I’m also seeing a lot of grief impairment, and yes, sadness isn’t being welcomed in. And boy is it needed!
And yeah, I’m seeing women doing a lot of anger over the top of their other emotions, and running away from sadness. Oof.
Grief and sadness are really important right now; they’ll bring the waters we need to travel into the new world and keep ourselves resilient.
Keith Bramstedt
Re: Grief impairment, or “upbeatness” as an over-compensation for covering up grief: I’ve been to several churches over the past year and a half: the Protestant church I used to attend, a Presbyterian church, Unitarian, Unity Church, Church of Religious Science, and the forced upbeatness is very noticeable at almost all these churches. Certainly some churchgoers are naturally upbeat, but they can’t all be. I wonder especially at the Christian churches, do some people feel God won’t love them if they’re sad? Or are churchgoers just worried about being rejected by others in their congregations for being sad?

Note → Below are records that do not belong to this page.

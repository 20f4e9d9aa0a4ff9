///! World block partitioning module

use std::{collections::HashMap, ops::Range};
use rayon::prelude::*;
use crate::{
    brush::{ClipBox, MAX_WORLD_WIDTH},
    bsp::{builder::brush_bsp, Node, Split, Tree},
    config::BspConfig,
    contents::Contents,
    csg::{chop_brushes, make_bsp_brush_list},
    error::Result,
    geom::BoundBox,
    math::Vec3d,
    plane::PlaneRegistry,
    session::CompileSession,
    NodeId,
};

/// Inclusive range of world blocks
#[derive(Copy, Clone, Debug, PartialEq, Eq)]
pub struct BlockRange {
    /// Minimal block indices (x, y)
    pub min: (i32, i32),

    /// Maximal block indices (x, y)
    pub max: (i32, i32),
}

impl BlockRange {
    /// Block range covering the map, clamped to configured limits
    pub fn for_map(config: &BspConfig, map_bounds: &BoundBox) -> Self {
        let size = config.block_size;
        let (limit_min, limit_max) = config.block_limits;
        let (min, max) = (map_bounds.min(), map_bounds.max());

        let fit = |low: i32, high: i32, axis: usize| {
            let mut low = low;
            let mut high = high;

            if high as f64 * size > max[axis] {
                high = (max[axis] / size).floor() as i32;
            }
            if (low + 1) as f64 * size < min[axis] {
                low = (min[axis] / size).floor() as i32;
            }

            (low.max(limit_min), high.min(limit_max))
        };

        let (xl, xh) = fit(-8, 7, 0);
        let (yl, yh) = fit(-8, 7, 1);

        Self { min: (xl, yl), max: (xh, yh) }
    }

    /// Iterate all blocks, x goes first
    pub fn blocks(&self) -> impl Iterator<Item = (i32, i32)> {
        let (xl, yl) = self.min;
        let (xh, yh) = self.max;

        (yl..=yh).flat_map(move |y| (xl..=xh).map(move |x| (x, y)))
    }
}

/// Bounds of a single block, vertically it covers the whole world
pub fn block_bounds(config: &BspConfig, x: i32, y: i32) -> BoundBox {
    let size = config.block_size;

    BoundBox::from_minmax(
        Vec3d::new(x as f64 * size, y as f64 * size, -MAX_WORLD_WIDTH),
        Vec3d::new((x + 1) as f64 * size, (y + 1) as f64 * size, MAX_WORLD_WIDTH),
    )
}

/// Build subtree of a single block
fn process_block(session: &CompileSession, brushes: Range<usize>, block: (i32, i32), clip: &ClipBox) -> Result<Vec<Node>> {
    log::trace!("############### block {:2},{:2} ###############", block.0, block.1);

    let list = make_bsp_brush_list(session, brushes, clip)?;
    if list.is_empty() {
        session.count_nodes(1)?;
        return Ok(vec![Node::leaf(None, Contents::SOLID)]);
    }

    let list = if session.config.no_csg { list } else { chop_brushes(session, list)? };
    let (nodes, _) = brush_bsp(session, list, clip)?;

    Ok(nodes)
}

/// Build tree of blocks, the range is oversized by one block to give all block borders a node
fn block_tree(
    tree: &mut Tree,
    planes: &mut PlaneRegistry,
    config: &BspConfig,
    blocks: &mut HashMap<(i32, i32), Vec<Node>>,
    (xl, yl, xh, yh): (i32, i32, i32, i32),
    parent: Option<NodeId>,
) -> Result<NodeId> {
    if xl == xh && yl == yh {
        let Some(nodes) = blocks.remove(&(xl, yl)) else {
            return Ok(tree.push_node(Node::leaf(parent, Contents::empty())));
        };

        let root = tree.graft(nodes);
        tree.node_mut(root).parent = parent;
        return Ok(root);
    }

    let id = tree.push_node(Node::leaf(parent, Contents::empty()));

    // separate along the largest axis
    let (axis, mid, ranges) = if xh - xl > yh - yl {
        let mid = xl + (xh - xl) / 2 + 1;
        (0, mid, [(mid, yl, xh, yh), (xl, yl, mid - 1, yh)])
    } else {
        let mid = yl + (yh - yl) / 2 + 1;
        (1, mid, [(xl, mid, xh, yh), (xl, yl, xh, mid - 1)])
    };

    let plane = planes.find_plane(Vec3d::axis(axis, 1.0), mid as f64 * config.block_size)?;
    let front = block_tree(tree, planes, config, blocks, ranges[0], Some(id))?;
    let back = block_tree(tree, planes, config, blocks, ranges[1], Some(id))?;

    tree.node_mut(id).split = Some(Split { plane, children: [front, back], detail_separator: false, side: None });

    Ok(id)
} // block_tree

/// Build world BSP block by block
pub fn build_world_tree(session: &mut CompileSession, brushes: Range<usize>) -> Result<Tree> {
    let range = BlockRange::for_map(&session.config, &session.map_bounds);

    // block planes are registered before the workers start, the plane table is read-only for them
    let clips = range
        .blocks()
        .map(|block| {
            let bounds = block_bounds(&session.config, block.0, block.1);
            ClipBox::new(&mut session.planes, bounds).map(|clip| (block, clip))
        })
        .collect::<Result<Vec<_>>>()?;

    let session_ref = &*session;
    let process = |(block, clip): &((i32, i32), ClipBox)| {
        process_block(session_ref, brushes.clone(), *block, clip).map(|nodes| (*block, nodes))
    };

    let processed = if session.config.parallel {
        clips.par_iter().map(process).collect::<Result<Vec<_>>>()?
    } else {
        clips.iter().map(process).collect::<Result<Vec<_>>>()?
    };

    let mut blocks = processed.into_iter().collect::<HashMap<_, _>>();
    let size = session.config.block_size;
    let (min, max) = (session.map_bounds.min(), session.map_bounds.max());

    let bounds = BoundBox::from_minmax(
        Vec3d::new(range.min.0 as f64 * size, range.min.1 as f64 * size, min.z - 8.0),
        Vec3d::new((range.max.0 + 1) as f64 * size, (range.max.1 + 1) as f64 * size, max.z + 8.0),
    );

    let mut tree = Tree::new(bounds);
    let extended = (range.min.0 - 1, range.min.1 - 1, range.max.0 + 1, range.max.1 + 1);
    tree.head = block_tree(&mut tree, &mut session.planes, &session.config, &mut blocks, extended, None)?;

    let (nodes, leafs) = tree.node_stats();
    log::debug!("{:5} nodes, {:5} leafs in world tree", nodes, leafs);

    Ok(tree)
} // build_world_tree

#[cfg(test)]
mod tests {
    use super::*;
    use crate::vec3d;

    #[test]
    fn block_range_fits_map() {
        let config = BspConfig::default();

        let small = BoundBox::from_minmax(vec3d!(-64.0, 0.0, 0.0), vec3d!(128.0, 2000.0, 64.0));
        assert_eq!(BlockRange::for_map(&config, &small), BlockRange { min: (-1, 0), max: (0, 1) });

        let huge = BoundBox::from_minmax(vec3d!(-9000.0, -9000.0, 0.0), vec3d!(9000.0, 9000.0, 64.0));
        assert_eq!(BlockRange::for_map(&config, &huge), BlockRange { min: (-4, -4), max: (3, 3) });

        let blocks = BlockRange { min: (-1, 0), max: (0, 1) }.blocks().collect::<Vec<_>>();
        assert_eq!(blocks, vec![(-1, 0), (0, 0), (-1, 1), (0, 1)]);
    }

    #[test]
    fn block_tree_covers_range() {
        let config = BspConfig::default();
        let mut planes = PlaneRegistry::new(256);
        let mut tree = Tree::new(BoundBox::zero());

        let mut blocks = HashMap::new();
        blocks.insert((0, 0), vec![Node::leaf(None, Contents::SOLID)]);

        tree.head = block_tree(&mut tree, &mut planes, &config, &mut blocks, (-1, -1, 1, 1), None).unwrap();

        // the only processed block is solid, the border is empty
        let solid = tree.leaf_for_point(&planes, vec3d!(512.0, 512.0, 0.0));
        assert!(tree.node(solid).is_solid());
        assert_eq!(tree.node(solid).parent.map(|parent| tree.node(parent).is_leaf()), Some(false));

        for point in [vec3d!(-512.0, 512.0, 0.0), vec3d!(1536.0, 512.0, 0.0), vec3d!(512.0, -512.0, 0.0)] {
            assert_eq!(tree.node(tree.leaf_for_point(&planes, point)).contents, Contents::empty());
        }
        assert_eq!(tree.leafs().len(), 9);
    }
}

// blocks.rs
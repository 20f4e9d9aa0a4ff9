///! Compilation pipeline module

use std::{ops::Range, path::Path};
use crate::{
    brush::{ClipBox, MAX_WORLD_WIDTH},
    bsp::{blocks::build_world_tree, builder::brush_bsp, Tree},
    config::{BspConfig, VisConfig},
    csg::{chop_brushes, make_bsp_brush_list},
    error::{CompileError, Result},
    geom::BoundBox,
    map::Map,
    math::Vec3d,
    portal::{
        flood::{fill_outside, flood_areas, flood_entities, mark_visible_sides, AreaMap, FloodResult, LeakPath},
        make_tree_portals,
    },
    prtfile::PortalFile,
    session::CompileSession,
    vis::{compute_vis, lump::VisLump, VisData},
};

/// Single compiled brush entity
pub struct CompiledModel {
    /// Index of the entity
    pub entity: usize,

    /// Model tree with its portals
    pub tree: Tree,

    /// Leak report, world only
    pub leak: Option<LeakPath>,

    /// Areas, world only
    pub areas: Option<AreaMap>,
}

/// Compilation result
pub struct CompiledMap {
    /// Session with the shared plane table and map brushes
    pub session: CompileSession,

    /// Models, the world one goes first
    pub models: Vec<CompiledModel>,

    /// World portal file, missing if the world leaks
    pub portal_file: Option<PortalFile>,
}

impl CompiledMap {
    /// World model
    pub fn world(&self) -> &CompiledModel {
        &self.models[0]
    }

    /// Check if the world leaks
    pub fn leaked(&self) -> bool {
        self.world().leak.is_some()
    }

    /// Write leak path (if any) to the file. Returns true if the file was written.
    pub fn save_leak_file(&self, path: &Path) -> Result<bool> {
        let Some(leak) = &self.world().leak else {
            return Ok(false);
        };

        let mut file = std::io::BufWriter::new(std::fs::File::create(path)?);
        leak.write(&mut file)?;
        Ok(true)
    }

    /// Calculate visibility of the world, nothing is calculated for leaking maps
    pub fn compile_vis(&self, config: &VisConfig) -> Result<Option<(VisData, VisLump)>> {
        self.portal_file.as_ref().map(|file| compile_vis(file, config)).transpose()
    }
}

/// Build world tree. The tree is built once more using visible sides of the first pass unless optimization is disabled or the map leaks.
fn process_world_model(session: &mut CompileSession) -> Result<CompiledModel> {
    log::info!("--- world model ---");

    let brushes = match session.entities.first() {
        Some(world) if !session.map_bounds.is_empty() => world.brushes.clone(),
        _ => return Err(CompileError::EmptyWorld),
    };

    let mut optimize = false;

    let (mut tree, leak) = loop {
        session.reset_counters();

        let mut tree = build_world_tree(session, brushes.clone())?;
        make_tree_portals(session, &mut tree)?;

        let leak = match flood_entities(session, &mut tree)? {
            FloodResult::Sealed => {
                let stats = fill_outside(&mut tree);
                log::debug!(
                    "{:5} solid leafs, {:5} leafs filled, {:5} inside leafs",
                    stats.solid,
                    stats.filled,
                    stats.inside,
                );
                None
            }
            FloodResult::NoEntities => {
                log::warn!("no entities in empty space");
                Some(LeakPath::default())
            }
            FloodResult::Leaked => Some(LeakPath::find(session, &tree)),
        };

        if let Some(leak) = &leak {
            log::warn!("**** leaked ****");
            if session.config.leak_test {
                return Err(CompileError::Leaked(leak.points.len()));
            }
        }

        mark_visible_sides(session, &mut tree, brushes.clone());

        if session.config.no_opt || leak.is_some() || optimize {
            break (tree, leak);
        }
        optimize = true;
    };

    let areas = flood_areas(session, &mut tree)?;

    let counters = session.counters();
    log::info!("{:5} nodes, {:5} brushes, {:5} portals", counters.nodes, counters.brushes, counters.portals);

    Ok(CompiledModel { entity: 0, tree, leak, areas: Some(areas) })
} // process_world_model

/// Build tree of a brush entity
fn process_submodel(session: &mut CompileSession, entity: usize, brushes: Range<usize>) -> Result<CompiledModel> {
    log::info!("--- model {} ---", entity);
    session.reset_counters();

    let bounds = BoundBox::from_minmax(
        Vec3d::new(-MAX_WORLD_WIDTH, -MAX_WORLD_WIDTH, -MAX_WORLD_WIDTH),
        Vec3d::new(MAX_WORLD_WIDTH, MAX_WORLD_WIDTH, MAX_WORLD_WIDTH),
    );
    let clip = ClipBox::new(&mut session.planes, bounds)?;

    let mut list = make_bsp_brush_list(session, brushes.clone(), &clip)?;
    if !session.config.no_csg {
        list = chop_brushes(session, list)?;
    }

    let (nodes, mut bounds) = brush_bsp(session, list, &clip)?;
    if bounds.is_empty() {
        log::warn!("model {} has no brush fragments", entity);
        bounds = BoundBox::from_minmax(Vec3d::new(-1.0, -1.0, -1.0), Vec3d::new(1.0, 1.0, 1.0));
    }
    let mut tree = Tree::from_nodes(nodes, bounds);

    make_tree_portals(session, &mut tree)?;
    mark_visible_sides(session, &mut tree, brushes);

    Ok(CompiledModel { entity, tree, leak: None, areas: None })
} // process_submodel

/// Compile map into model trees and the world portal file
pub fn compile_map(map: &Map, config: BspConfig) -> Result<CompiledMap> {
    let mut session = CompileSession::new(map, config)?;

    log::info!("{:5} entities", session.entities.len());
    log::info!("{:5} map brushes", session.map_brushes.len());
    log::info!("{:5} planes", session.planes.len());

    let mut models = vec![process_world_model(&mut session)?];

    let world = &mut models[0];
    let portal_file = match world.leak {
        Some(_) => None,
        None => Some(PortalFile::build(&session, &mut world.tree)?),
    };

    let submodels = session
        .entities
        .iter()
        .enumerate()
        .skip(1)
        .filter(|(_, entity)| !entity.brushes.is_empty())
        .map(|(index, entity)| (index, entity.brushes.clone()))
        .collect::<Vec<_>>();

    for (entity, brushes) in submodels {
        models.push(process_submodel(&mut session, entity, brushes)?);
    }

    Ok(CompiledMap { session, models, portal_file })
} // compile_map

/// Calculate visibility of the portal file and pack it into the lump
pub fn compile_vis(file: &PortalFile, config: &VisConfig) -> Result<(VisData, VisLump)> {
    let data = compute_vis(file, config)?;
    let lump = VisLump::build(&data, config.max_vis_bytes)?;

    Ok((data, lump))
}

// compile.rs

I’ve had the unfortunate label of “depression” for decades, and I know that traditionally Christians were taught that depression is a sin. Maybe that belief amongst Christians is not as cut and dry now, but I don’t think Christians (or other churches) are enlightened about depression and the fact that most depression sufferers are survivors of trauma.
Karla
I agree that sadness isn’t welcome in a lot of places, but how sad(!) that it isn’t welcome at church! I thought church was a place that people could bring their deep sorrows.
Guess not.
Keith Bramstedt
I can’t help but think of something I read years ago that stuck with me. I don’t remember where I read it or who said it, but he/she asserted that a lot of the stigma against depression (which is often unexpressed sadness/grief, right?) comes from Christianity. I’m beginning to think that’s true, especially knowing that traditionally Christians are taught that depression is a “sin” (That’s *real* compassionate….Would Jesus consider depression a sin?)
Tamarat
Great article! Thank you.
Jean-Charles Massé
Bonjour Karla, Il y a une régulation constante entre les émotions et les neurotransmetteurs dans le cerveau.Est-ce que l’absence de ces neurotransmetteurs empêcherait certaines personnes d’avoir de belles émotions durables et être heureux?
Karla
Bonne nuit, Jean-Charles,
Je m’excuse de ne pas parler Français.
Yes, the absence of certain neurotransmitters can make emotions more difficult to regulate. So can an overabundance of neurotransmitters. However, alongside medication and therapy, mindfulness practices can help people learn to regulate their emotions even in the presence of imbalance.